From: Nick Holland <nick(at)holland-consulting.net>
Date: Mon Jan 20 2003 - 21:01:15 EST

John Reuchlin wrote:
>
> Hello;
>
> I've just noticed that msn messenger can now use some sort of http tunnelling in case port 1863 is blocked.
>
> I guess now there is no way to block messenger if we allow outgoing web?
>
> Any ideas/recommendations?
>
> Thanks;

Not really a tech@ topic...

Three ways I can think of...

  1. Filter by destination IP addresses. Takes some experiementing, but works...until servers move.
  2. Set up a logging local DNS resolver, let it be known that 1) MSN Messenger is not permitted. 2) what they do will be logged and monitored. 3) They will be held accountable (and follow through).
  3. Set up a (logging) local DNS resolver, which has delusions about certain domains...and points them to a local authoritative DNS server, which points them at a local web server which displays the office policy page for any 404 errors and for index.html... (I do all this on a single 486/100 with 32M RAM, btw. Doesn't take much). You would probably end up blocking all of msn.com, but no big loss in my opinion.. 8)
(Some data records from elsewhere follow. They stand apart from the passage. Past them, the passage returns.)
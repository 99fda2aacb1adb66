use core::cmp::Ordering;

use formula_model::{BigDecimal, NumericType, RoundingMode};

use super::Arithmetic;
use crate::error::ErrorKind;

/// Fractional digits kept by an unscaled division.
const DIVISION_SCALE: u32 = 32;

/// Arbitrary-precision decimals.
///
/// With a scale every result is rounded to it using the configured mode. Without one, results
/// are exact except for quotients, which keep [`DIVISION_SCALE`] digits.
#[derive(Debug, Clone, Copy)]
pub struct Decimal {
    scale: Option<u32>,
    rounding: RoundingMode,
}

impl Decimal {
    pub fn new(scale: Option<u32>, rounding: RoundingMode) -> Self {
        Self { scale, rounding }
    }

    fn fit(&self, value: BigDecimal) -> BigDecimal {
        match self.scale {
            Some(scale) => value.with_scale(scale, self.rounding),
            None => value,
        }
    }
}

impl Arithmetic for Decimal {
    type Num = BigDecimal;

    fn numeric_type(&self) -> NumericType {
        NumericType::BigDecimal {
            scale: self.scale,
            rounding: self.rounding,
        }
    }

    fn from_decimal(&self, value: &BigDecimal) -> Result<BigDecimal, ErrorKind> {
        Ok(self.fit(value.clone()))
    }

    fn to_decimal(&self, n: &BigDecimal) -> Result<BigDecimal, ErrorKind> {
        Ok(n.clone())
    }

    fn from_f64(&self, value: f64) -> Result<BigDecimal, ErrorKind> {
        BigDecimal::from_f64(value)
            .map(|d| self.fit(d))
            .ok_or(ErrorKind::Num)
    }

    fn to_f64(&self, n: &BigDecimal) -> f64 {
        n.to_f64()
    }

    fn add(&self, a: &BigDecimal, b: &BigDecimal) -> Result<BigDecimal, ErrorKind> {
        Ok(self.fit(a.add(b)))
    }

    fn sub(&self, a: &BigDecimal, b: &BigDecimal) -> Result<BigDecimal, ErrorKind> {
        Ok(self.fit(a.sub(b)))
    }

    fn mul(&self, a: &BigDecimal, b: &BigDecimal) -> Result<BigDecimal, ErrorKind> {
        Ok(self.fit(a.mul(b)))
    }

    fn div(&self, a: &BigDecimal, b: &BigDecimal) -> Result<BigDecimal, ErrorKind> {
        let scale = self.scale.unwrap_or(DIVISION_SCALE);
        let quotient = a.div(b, scale, self.rounding).ok_or(ErrorKind::Div0)?;
        Ok(match self.scale {
            Some(_) => quotient,
            None => quotient.normalized(),
        })
    }

    fn neg(&self, a: &BigDecimal) -> BigDecimal {
        a.neg()
    }

    fn cmp(&self, a: &BigDecimal, b: &BigDecimal) -> Ordering {
        a.cmp(b)
    }

    fn is_zero(&self, a: &BigDecimal) -> bool {
        a.is_zero()
    }
}

#[cfg(test)]
mod tests {
    use super::*;

    #[test]
    fn scaled_results_use_the_rounding_mode() {
        let ar = Decimal::new(Some(2), RoundingMode::HalfEven);
        let a = ar.parse("1.005").unwrap();
        assert_eq!(ar.format(&a), "1");
        let third = ar.div(&ar.from_i64(1).unwrap(), &ar.from_i64(3).unwrap()).unwrap();
        assert_eq!(third.to_string(), "0.33");
    }

    #[test]
    fn unscaled_division_keeps_many_digits() {
        let ar = Decimal::new(None, RoundingMode::HalfUp);
        let q = ar.div(&ar.from_i64(1).unwrap(), &ar.from_i64(4).unwrap()).unwrap();
        assert_eq!(q.to_string(), "0.25");
        let third = ar.div(&ar.from_i64(1).unwrap(), &ar.from_i64(3).unwrap()).unwrap();
        assert_eq!(third.scale(), DIVISION_SCALE);
    }
}
use formula_model::{
    AccessorPath, AccessorStep, CellContent, ComputationModel, ExpressionNode, FoldDef, ModelError,
    NumericType, Operator, Orientation, OutputInterface, RoundingMode, Value, ValueType,
};
use pretty_assertions::assert_eq;

fn banded() -> ComputationModel {
    let mut model = ComputationModel::new("order");
    let root = model.root();
    let lines = model
        .add_section(root, "lines", Orientation::Vertical, AccessorPath::field("lines"))
        .unwrap();
    model
        .add_section(lines, "taxes", Orientation::Horizontal, AccessorPath::field("taxes"))
        .unwrap();
    model.add_constant(root, "RATE", 2).unwrap();
    model.add_cell(lines, "PRICE", CellContent::Empty).unwrap();
    model
}

#[test]
fn sections_nest_and_names_are_unique() {
    let mut model = banded();
    let root = model.root();
    let lines = model.find_section("lines").unwrap();
    let taxes = model.find_section("taxes").unwrap();
    assert_eq!(model.section(taxes).parent(), Some(lines));
    assert_eq!(model.section(lines).sections(), &[taxes]);
    assert_eq!(model.section(taxes).orientation(), Orientation::Horizontal);
    assert_eq!(model.section(lines).input(), Some(&AccessorPath::field("lines")));
    assert!(model.is_ancestor(root, taxes));
    assert!(!model.is_ancestor(taxes, lines));

    let err = model
        .add_section(root, "taxes", Orientation::Vertical, AccessorPath::field("t"))
        .unwrap_err();
    assert_eq!(err, ModelError::DuplicateDefinition { name: "taxes".to_string() });
    assert_eq!(
        model.cell_named("QTY").unwrap_err(),
        ModelError::NameNotFound { name: "QTY".to_string() }
    );
}

#[test]
fn output_names_are_unique_per_section() {
    let mut model = banded();
    let root = model.root();
    let lines = model.find_section("lines").unwrap();
    let rate = model.cell_named("RATE").unwrap();
    let price = model.cell_named("PRICE").unwrap();
    let total = model.add_constant(root, "TOTAL", 0).unwrap();

    model.bind_output(rate, "value").unwrap();
    model.bind_output(price, "value").unwrap();
    assert!(matches!(
        model.bind_output(total, "value"),
        Err(ModelError::DuplicateDefinition { .. })
    ));
    // Rebinding a cell to its own name is fine.
    model.bind_output(rate, "value").unwrap();

    model.bind_section_output(lines, "lines");
    assert_eq!(model.section(lines).output(), Some("lines"));
    assert_eq!(model.cell(price).output(), Some("value"));
}

#[test]
fn describe_uses_cell_names() {
    let model = banded();
    let lines = model.find_section("lines").unwrap();
    let rate = model.cell_named("RATE").unwrap();
    let price = model.cell_named("PRICE").unwrap();
    let line_total = ExpressionNode::binary(
        Operator::Mul,
        ExpressionNode::cell(price),
        ExpressionNode::parent_section(lines, ExpressionNode::cell(rate)),
    );
    assert_eq!(model.describe(&line_total), "(PRICE * PARENT(RATE))");

    let sum = ExpressionNode::fold(
        FoldDef::new("acc", "x").commutative(),
        ExpressionNode::constant(0),
        ExpressionNode::binary(Operator::Add, ExpressionNode::var("acc"), ExpressionNode::var("x")),
        vec![ExpressionNode::sub_section(lines, vec![ExpressionNode::cell(price)])],
    );
    assert_eq!(
        model.describe(&sum),
        "FOLD(acc = 0; x: (acc + x); SECTION1(PRICE))"
    );
}

#[test]
fn reference_bookkeeping() {
    let mut model = banded();
    let rate = model.cell_named("RATE").unwrap();
    let cell = model.cell_mut(rate);
    assert_eq!(cell.add_reference(), 1);
    assert_eq!(cell.add_reference(), 2);
    cell.mark_sub_band_accessed();
    assert!(cell.is_sub_band_accessed());
    cell.reset_references();
    assert_eq!(cell.reference_count(), 0);
    assert!(!cell.is_sub_band_accessed());
}

#[test]
fn interfaces_and_configuration_serialize() {
    let interface = OutputInterface::new()
        .output("total", ValueType::Number)
        .section("lines", OutputInterface::new().output("amount", ValueType::Integer));
    let json = serde_json::to_string(&interface).unwrap();
    let back: OutputInterface = serde_json::from_str(&json).unwrap();
    assert_eq!(back, interface);
    assert_eq!(
        back.find_section("lines").and_then(|s| s.find_output("amount")).map(|o| o.value_type),
        Some(ValueType::Integer)
    );

    for numeric_type in [
        NumericType::Double,
        NumericType::scaled_long(4),
        NumericType::big_decimal(8, RoundingMode::HalfEven),
    ] {
        let json = serde_json::to_string(&numeric_type).unwrap();
        assert_eq!(serde_json::from_str::<NumericType>(&json).unwrap(), numeric_type);
    }
    assert_eq!(NumericType::scaled_long(4).to_string(), "scaled-long(4)");
}

#[test]
fn accessor_paths_print_their_steps() {
    let path = AccessorPath::new(vec![
        AccessorStep::new("customer"),
        AccessorStep::with_args("rate", vec![Value::text("EUR"), Value::number(2)]),
    ]);
    assert_eq!(path.to_string(), "customer.rate(\"EUR\", 2)");
    let (init, last) = path.split_last().unwrap();
    assert_eq!(init, &[AccessorStep::new("customer")]);
    assert_eq!(last.name, "rate");
    assert!(AccessorPath::new(Vec::new()).split_last().is_none());
}
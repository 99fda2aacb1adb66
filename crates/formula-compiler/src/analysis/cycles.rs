use std::collections::HashSet;

use formula_model::{CellId, ComputationModel, ExpressionNode};

use crate::error::CycleError;

/// Rejects models in which a cell depends on itself.
pub struct CircularReferenceChecker<'m> {
    model: &'m ComputationModel,
}

impl<'m> CircularReferenceChecker<'m> {
    pub fn new(model: &'m ComputationModel) -> Self {
        Self { model }
    }

    /// Checks every live cell that holds an expression.
    pub fn check(&self) -> Result<(), CycleError> {
        let mut checked = 0usize;
        for id in self.model.live_cells() {
            if let Some(expr) = self.model.cell(id).expression() {
                let mut path = vec![id];
                let mut visited = HashSet::new();
                self.visit(id, expr, &mut path, &mut visited)?;
                checked += 1;
            }
        }
        log::debug!("cycle check passed for {checked} cells");
        Ok(())
    }

    /// Depth-first walk from `start`. `visited` holds cells already expanded on behalf of `start`;
    /// they cannot lead back to it, so they are not expanded twice.
    fn visit(
        &self,
        start: CellId,
        expr: &ExpressionNode,
        path: &mut Vec<CellId>,
        visited: &mut HashSet<CellId>,
    ) -> Result<(), CycleError> {
        let mut refs = Vec::new();
        expr.for_each_cell_ref(&mut |id| refs.push(id));
        for id in refs {
            if id == start {
                return Err(CycleError {
                    path: path
                        .iter()
                        .map(|&c| self.model.cell(c).name().to_string())
                        .collect(),
                });
            }
            if !visited.insert(id) {
                continue;
            }
            if let Some(next) = self.model.cell(id).expression() {
                path.push(id);
                self.visit(start, next, path, visited)?;
                path.pop();
            }
        }
        Ok(())
    }
}

#[cfg(test)]
mod tests {
    use formula_model::Operator;

    use super::*;

    #[test]
    fn shared_subexpressions_are_expanded_once() {
        // A diamond chain: every level references the next one twice.
        let mut model = ComputationModel::new("m");
        let root = model.root();
        let mut prev = model.add_constant(root, "L0", 1).unwrap();
        for level in 1..40 {
            let expr = ExpressionNode::binary(
                Operator::Add,
                ExpressionNode::cell(prev),
                ExpressionNode::cell(prev),
            );
            prev = model
                .add_expression(root, format!("L{level}"), expr)
                .unwrap();
        }
        assert!(CircularReferenceChecker::new(&model).check().is_ok());
    }

    #[test]
    fn self_reference_is_a_cycle_of_one() {
        let mut model = ComputationModel::new("m");
        let root = model.root();
        let a = model.add_constant(root, "A", 0).unwrap();
        model
            .cell_mut(a)
            .set_expression(ExpressionNode::binary(
                Operator::Add,
                ExpressionNode::cell(a),
                ExpressionNode::constant(1),
            ));
        let err = CircularReferenceChecker::new(&model).check().unwrap_err();
        assert_eq!(err.path, vec!["A".to_string()]);
    }
}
The trick: MSN Instant Messenger doesn't hard-code IP addresses in the program (not certain of this, but a safe guess, I would think), they code in names. So, let's say it looks for "im1.msn.com" through "im48.msn.com". You set up your DNS resolver to redirect any queries for those names to your local policy-web server. Or...you say "screw it" and redirect all of msn.com to the local web server.

Bingo, no more MSN-IM.

(and if enough people start doing this, MSN might decide the loss in traffic on msn.com isn't worth letting people use MSN-IM over the objections of IT people. Nail aol.com for me, while you are at it. 8-)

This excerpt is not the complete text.